__Task description__
Where does the word "patch" appear in the data? Copy every line that holds it.
(Supplied entries Opens)
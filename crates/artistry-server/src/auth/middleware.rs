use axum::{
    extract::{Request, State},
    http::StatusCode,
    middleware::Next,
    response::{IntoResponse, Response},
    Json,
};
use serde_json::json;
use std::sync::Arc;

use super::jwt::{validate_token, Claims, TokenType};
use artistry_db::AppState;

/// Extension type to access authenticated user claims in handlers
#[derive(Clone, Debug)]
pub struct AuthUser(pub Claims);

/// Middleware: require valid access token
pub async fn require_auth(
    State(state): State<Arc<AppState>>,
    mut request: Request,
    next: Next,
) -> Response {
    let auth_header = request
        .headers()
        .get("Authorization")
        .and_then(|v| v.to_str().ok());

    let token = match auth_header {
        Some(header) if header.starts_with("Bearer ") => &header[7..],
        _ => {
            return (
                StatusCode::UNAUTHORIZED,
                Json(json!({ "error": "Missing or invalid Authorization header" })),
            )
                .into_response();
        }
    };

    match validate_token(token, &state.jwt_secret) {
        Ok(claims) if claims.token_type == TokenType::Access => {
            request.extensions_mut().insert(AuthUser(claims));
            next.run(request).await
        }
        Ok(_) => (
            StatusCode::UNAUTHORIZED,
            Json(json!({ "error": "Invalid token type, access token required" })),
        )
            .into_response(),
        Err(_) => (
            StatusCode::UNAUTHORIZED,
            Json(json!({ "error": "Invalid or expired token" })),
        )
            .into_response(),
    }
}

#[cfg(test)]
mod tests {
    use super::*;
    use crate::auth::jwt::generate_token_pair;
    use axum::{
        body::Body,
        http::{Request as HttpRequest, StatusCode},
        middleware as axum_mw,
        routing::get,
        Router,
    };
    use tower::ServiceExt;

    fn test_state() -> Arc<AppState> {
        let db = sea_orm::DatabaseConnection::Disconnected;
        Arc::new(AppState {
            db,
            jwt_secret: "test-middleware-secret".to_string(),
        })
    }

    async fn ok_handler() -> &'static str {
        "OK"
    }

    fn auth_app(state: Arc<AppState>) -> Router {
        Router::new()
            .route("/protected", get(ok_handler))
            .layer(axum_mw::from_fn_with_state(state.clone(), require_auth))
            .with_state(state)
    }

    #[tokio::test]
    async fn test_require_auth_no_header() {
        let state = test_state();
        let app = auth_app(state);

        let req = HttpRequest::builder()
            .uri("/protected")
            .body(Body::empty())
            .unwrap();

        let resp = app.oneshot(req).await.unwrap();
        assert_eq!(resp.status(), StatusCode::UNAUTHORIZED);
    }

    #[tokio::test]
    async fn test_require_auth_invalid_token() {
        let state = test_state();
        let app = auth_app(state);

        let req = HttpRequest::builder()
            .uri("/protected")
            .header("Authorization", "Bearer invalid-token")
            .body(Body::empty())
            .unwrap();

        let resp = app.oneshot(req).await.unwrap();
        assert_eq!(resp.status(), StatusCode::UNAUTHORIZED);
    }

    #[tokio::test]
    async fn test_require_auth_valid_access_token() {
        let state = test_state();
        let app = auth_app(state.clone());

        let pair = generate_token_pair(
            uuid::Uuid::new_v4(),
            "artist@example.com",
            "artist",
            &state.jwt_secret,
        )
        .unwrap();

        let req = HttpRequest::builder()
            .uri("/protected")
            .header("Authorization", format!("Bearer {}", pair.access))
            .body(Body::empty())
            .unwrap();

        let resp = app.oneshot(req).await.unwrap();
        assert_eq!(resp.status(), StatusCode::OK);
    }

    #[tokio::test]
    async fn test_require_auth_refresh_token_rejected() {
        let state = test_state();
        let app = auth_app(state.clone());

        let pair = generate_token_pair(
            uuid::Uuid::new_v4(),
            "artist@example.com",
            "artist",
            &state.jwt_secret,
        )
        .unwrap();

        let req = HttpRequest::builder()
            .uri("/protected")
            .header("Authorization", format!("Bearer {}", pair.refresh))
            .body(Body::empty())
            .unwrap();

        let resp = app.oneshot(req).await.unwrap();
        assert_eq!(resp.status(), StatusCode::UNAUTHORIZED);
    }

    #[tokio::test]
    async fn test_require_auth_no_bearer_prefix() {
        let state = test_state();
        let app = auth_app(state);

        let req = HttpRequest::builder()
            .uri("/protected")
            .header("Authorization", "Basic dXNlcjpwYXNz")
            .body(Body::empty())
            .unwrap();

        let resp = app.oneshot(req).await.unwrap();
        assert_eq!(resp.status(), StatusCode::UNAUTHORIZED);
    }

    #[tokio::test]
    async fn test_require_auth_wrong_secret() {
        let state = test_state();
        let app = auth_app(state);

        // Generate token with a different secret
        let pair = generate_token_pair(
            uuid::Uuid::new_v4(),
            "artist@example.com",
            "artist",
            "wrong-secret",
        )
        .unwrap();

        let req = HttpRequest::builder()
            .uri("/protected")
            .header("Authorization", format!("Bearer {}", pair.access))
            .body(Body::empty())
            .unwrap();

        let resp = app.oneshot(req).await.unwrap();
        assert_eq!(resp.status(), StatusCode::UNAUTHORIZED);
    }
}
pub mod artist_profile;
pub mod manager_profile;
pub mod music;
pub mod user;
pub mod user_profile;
(Supplied entries Closes)
(Supplied entries Opens)
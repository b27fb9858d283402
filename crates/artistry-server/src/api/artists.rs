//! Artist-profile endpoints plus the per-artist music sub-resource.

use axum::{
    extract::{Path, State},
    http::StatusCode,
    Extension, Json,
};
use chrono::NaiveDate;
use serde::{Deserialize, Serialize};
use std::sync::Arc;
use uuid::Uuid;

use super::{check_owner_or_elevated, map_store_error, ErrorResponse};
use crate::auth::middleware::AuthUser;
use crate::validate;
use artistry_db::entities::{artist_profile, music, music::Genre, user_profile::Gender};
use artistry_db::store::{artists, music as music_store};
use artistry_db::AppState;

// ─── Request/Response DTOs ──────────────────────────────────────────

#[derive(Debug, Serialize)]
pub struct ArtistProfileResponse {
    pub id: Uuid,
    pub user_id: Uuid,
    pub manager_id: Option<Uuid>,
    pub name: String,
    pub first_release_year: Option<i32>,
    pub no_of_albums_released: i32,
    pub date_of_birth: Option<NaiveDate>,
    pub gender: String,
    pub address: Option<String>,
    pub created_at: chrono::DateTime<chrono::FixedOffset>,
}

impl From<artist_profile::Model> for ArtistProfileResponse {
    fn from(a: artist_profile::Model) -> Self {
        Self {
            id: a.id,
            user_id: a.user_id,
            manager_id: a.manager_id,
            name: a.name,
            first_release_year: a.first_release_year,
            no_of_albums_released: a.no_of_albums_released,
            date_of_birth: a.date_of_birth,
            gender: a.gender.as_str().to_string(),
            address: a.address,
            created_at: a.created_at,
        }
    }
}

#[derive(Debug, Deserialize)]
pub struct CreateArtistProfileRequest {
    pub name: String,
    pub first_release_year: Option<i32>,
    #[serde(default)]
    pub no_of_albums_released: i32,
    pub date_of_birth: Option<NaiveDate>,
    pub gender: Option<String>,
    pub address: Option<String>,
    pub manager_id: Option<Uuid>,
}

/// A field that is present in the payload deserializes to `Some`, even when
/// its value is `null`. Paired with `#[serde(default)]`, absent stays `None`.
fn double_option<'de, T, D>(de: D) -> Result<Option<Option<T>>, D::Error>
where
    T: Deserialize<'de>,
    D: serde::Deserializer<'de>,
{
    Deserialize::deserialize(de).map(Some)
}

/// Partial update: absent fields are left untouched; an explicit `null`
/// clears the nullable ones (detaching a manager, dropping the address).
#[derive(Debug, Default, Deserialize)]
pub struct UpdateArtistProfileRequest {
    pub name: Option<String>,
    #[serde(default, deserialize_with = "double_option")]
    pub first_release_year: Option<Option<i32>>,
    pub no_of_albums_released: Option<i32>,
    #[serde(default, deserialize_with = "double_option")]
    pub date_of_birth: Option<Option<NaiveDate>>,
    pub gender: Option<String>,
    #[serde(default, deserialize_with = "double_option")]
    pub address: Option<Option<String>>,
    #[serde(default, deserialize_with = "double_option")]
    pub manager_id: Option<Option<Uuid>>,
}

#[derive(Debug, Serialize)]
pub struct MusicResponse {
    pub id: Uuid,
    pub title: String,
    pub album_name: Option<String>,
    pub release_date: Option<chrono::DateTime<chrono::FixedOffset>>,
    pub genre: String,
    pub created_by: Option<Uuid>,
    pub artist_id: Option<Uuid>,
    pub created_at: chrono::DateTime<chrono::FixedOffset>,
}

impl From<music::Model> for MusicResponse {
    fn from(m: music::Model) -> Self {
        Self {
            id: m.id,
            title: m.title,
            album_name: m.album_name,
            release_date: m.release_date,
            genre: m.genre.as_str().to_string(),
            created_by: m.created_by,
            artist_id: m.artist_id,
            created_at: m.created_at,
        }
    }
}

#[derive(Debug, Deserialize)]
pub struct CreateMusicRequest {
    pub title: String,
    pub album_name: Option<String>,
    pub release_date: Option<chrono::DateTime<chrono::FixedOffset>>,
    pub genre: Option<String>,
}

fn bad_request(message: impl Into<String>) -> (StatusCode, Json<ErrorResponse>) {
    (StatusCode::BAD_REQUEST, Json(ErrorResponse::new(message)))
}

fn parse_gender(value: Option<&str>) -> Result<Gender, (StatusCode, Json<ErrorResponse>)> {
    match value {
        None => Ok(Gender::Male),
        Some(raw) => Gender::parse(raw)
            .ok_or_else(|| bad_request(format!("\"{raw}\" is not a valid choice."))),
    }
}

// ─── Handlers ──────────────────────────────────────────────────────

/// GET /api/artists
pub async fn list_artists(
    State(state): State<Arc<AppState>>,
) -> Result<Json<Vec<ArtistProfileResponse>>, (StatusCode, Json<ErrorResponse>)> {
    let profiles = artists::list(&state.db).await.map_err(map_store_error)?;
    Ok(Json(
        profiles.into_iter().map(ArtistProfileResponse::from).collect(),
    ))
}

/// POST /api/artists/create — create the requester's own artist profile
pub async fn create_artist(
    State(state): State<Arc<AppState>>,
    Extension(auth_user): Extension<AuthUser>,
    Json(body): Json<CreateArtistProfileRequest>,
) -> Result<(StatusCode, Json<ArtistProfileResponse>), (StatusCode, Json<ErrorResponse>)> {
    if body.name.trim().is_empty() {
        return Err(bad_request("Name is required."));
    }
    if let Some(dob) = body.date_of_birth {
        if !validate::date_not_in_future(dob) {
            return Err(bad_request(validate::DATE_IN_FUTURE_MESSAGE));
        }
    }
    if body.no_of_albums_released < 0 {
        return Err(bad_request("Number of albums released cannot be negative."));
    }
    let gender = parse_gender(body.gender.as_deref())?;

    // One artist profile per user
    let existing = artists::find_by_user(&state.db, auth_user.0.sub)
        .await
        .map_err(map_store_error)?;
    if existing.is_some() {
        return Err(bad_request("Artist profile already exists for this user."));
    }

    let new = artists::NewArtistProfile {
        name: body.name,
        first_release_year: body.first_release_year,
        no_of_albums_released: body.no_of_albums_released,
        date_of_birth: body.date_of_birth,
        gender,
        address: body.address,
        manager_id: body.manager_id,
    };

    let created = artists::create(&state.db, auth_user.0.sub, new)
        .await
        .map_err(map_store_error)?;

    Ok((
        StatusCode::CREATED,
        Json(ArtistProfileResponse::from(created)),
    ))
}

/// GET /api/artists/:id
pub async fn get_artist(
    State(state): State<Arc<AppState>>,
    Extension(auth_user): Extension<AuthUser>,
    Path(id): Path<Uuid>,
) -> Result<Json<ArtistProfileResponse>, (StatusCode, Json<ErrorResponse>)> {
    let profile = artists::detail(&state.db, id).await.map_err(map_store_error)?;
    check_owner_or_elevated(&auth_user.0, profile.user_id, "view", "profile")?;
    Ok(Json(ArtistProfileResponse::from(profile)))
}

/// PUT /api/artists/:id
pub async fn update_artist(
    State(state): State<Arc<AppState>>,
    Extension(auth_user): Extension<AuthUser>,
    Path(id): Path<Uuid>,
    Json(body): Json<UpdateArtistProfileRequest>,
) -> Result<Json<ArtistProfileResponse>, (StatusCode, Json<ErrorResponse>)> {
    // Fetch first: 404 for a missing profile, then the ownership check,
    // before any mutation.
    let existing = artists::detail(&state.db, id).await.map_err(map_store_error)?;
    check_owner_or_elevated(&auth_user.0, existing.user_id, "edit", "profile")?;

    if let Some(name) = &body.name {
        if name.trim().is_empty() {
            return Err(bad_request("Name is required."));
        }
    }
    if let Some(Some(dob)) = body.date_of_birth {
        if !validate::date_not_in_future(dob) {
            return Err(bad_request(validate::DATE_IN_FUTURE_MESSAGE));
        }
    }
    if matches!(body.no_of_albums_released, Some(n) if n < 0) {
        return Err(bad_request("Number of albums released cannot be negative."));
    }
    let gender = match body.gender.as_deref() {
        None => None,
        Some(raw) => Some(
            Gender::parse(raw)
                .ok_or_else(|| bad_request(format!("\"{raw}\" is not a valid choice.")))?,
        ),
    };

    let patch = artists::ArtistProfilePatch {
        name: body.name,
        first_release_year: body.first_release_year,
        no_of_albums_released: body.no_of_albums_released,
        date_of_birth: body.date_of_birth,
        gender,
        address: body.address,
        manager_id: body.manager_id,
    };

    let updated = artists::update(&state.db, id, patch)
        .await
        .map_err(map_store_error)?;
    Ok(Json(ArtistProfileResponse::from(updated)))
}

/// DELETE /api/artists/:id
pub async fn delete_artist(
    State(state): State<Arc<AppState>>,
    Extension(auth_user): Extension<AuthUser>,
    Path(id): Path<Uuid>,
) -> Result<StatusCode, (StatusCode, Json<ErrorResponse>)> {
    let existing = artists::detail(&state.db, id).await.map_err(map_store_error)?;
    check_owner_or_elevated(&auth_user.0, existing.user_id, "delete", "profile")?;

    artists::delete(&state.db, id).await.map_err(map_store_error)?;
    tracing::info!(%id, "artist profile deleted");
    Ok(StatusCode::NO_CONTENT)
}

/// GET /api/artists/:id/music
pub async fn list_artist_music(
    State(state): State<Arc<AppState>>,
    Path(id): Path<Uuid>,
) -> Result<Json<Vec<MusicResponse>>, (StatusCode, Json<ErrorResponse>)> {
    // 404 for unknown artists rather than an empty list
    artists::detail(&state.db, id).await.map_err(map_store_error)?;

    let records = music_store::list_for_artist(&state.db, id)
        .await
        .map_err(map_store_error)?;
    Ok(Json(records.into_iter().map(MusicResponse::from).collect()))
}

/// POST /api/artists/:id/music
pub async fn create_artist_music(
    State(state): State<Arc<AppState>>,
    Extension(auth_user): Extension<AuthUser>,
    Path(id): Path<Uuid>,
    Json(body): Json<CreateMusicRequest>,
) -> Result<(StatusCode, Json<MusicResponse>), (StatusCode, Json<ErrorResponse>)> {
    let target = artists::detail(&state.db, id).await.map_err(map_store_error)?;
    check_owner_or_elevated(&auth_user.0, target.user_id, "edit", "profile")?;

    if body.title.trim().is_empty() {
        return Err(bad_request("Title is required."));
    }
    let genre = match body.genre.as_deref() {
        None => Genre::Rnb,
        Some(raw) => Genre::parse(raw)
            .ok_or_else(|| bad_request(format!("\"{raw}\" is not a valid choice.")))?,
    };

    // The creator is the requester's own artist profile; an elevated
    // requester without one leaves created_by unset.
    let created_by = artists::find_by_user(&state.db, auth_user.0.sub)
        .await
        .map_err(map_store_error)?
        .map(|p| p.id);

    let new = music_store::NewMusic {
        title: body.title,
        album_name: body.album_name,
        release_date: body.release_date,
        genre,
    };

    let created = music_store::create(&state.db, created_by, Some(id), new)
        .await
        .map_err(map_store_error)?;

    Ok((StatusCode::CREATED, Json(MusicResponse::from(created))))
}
(Supplied entries Closes)
__Solution for this exercise__
    let patch = artists::ArtistProfilePatch {
    let updated = artists::update(&state.db, id, patch)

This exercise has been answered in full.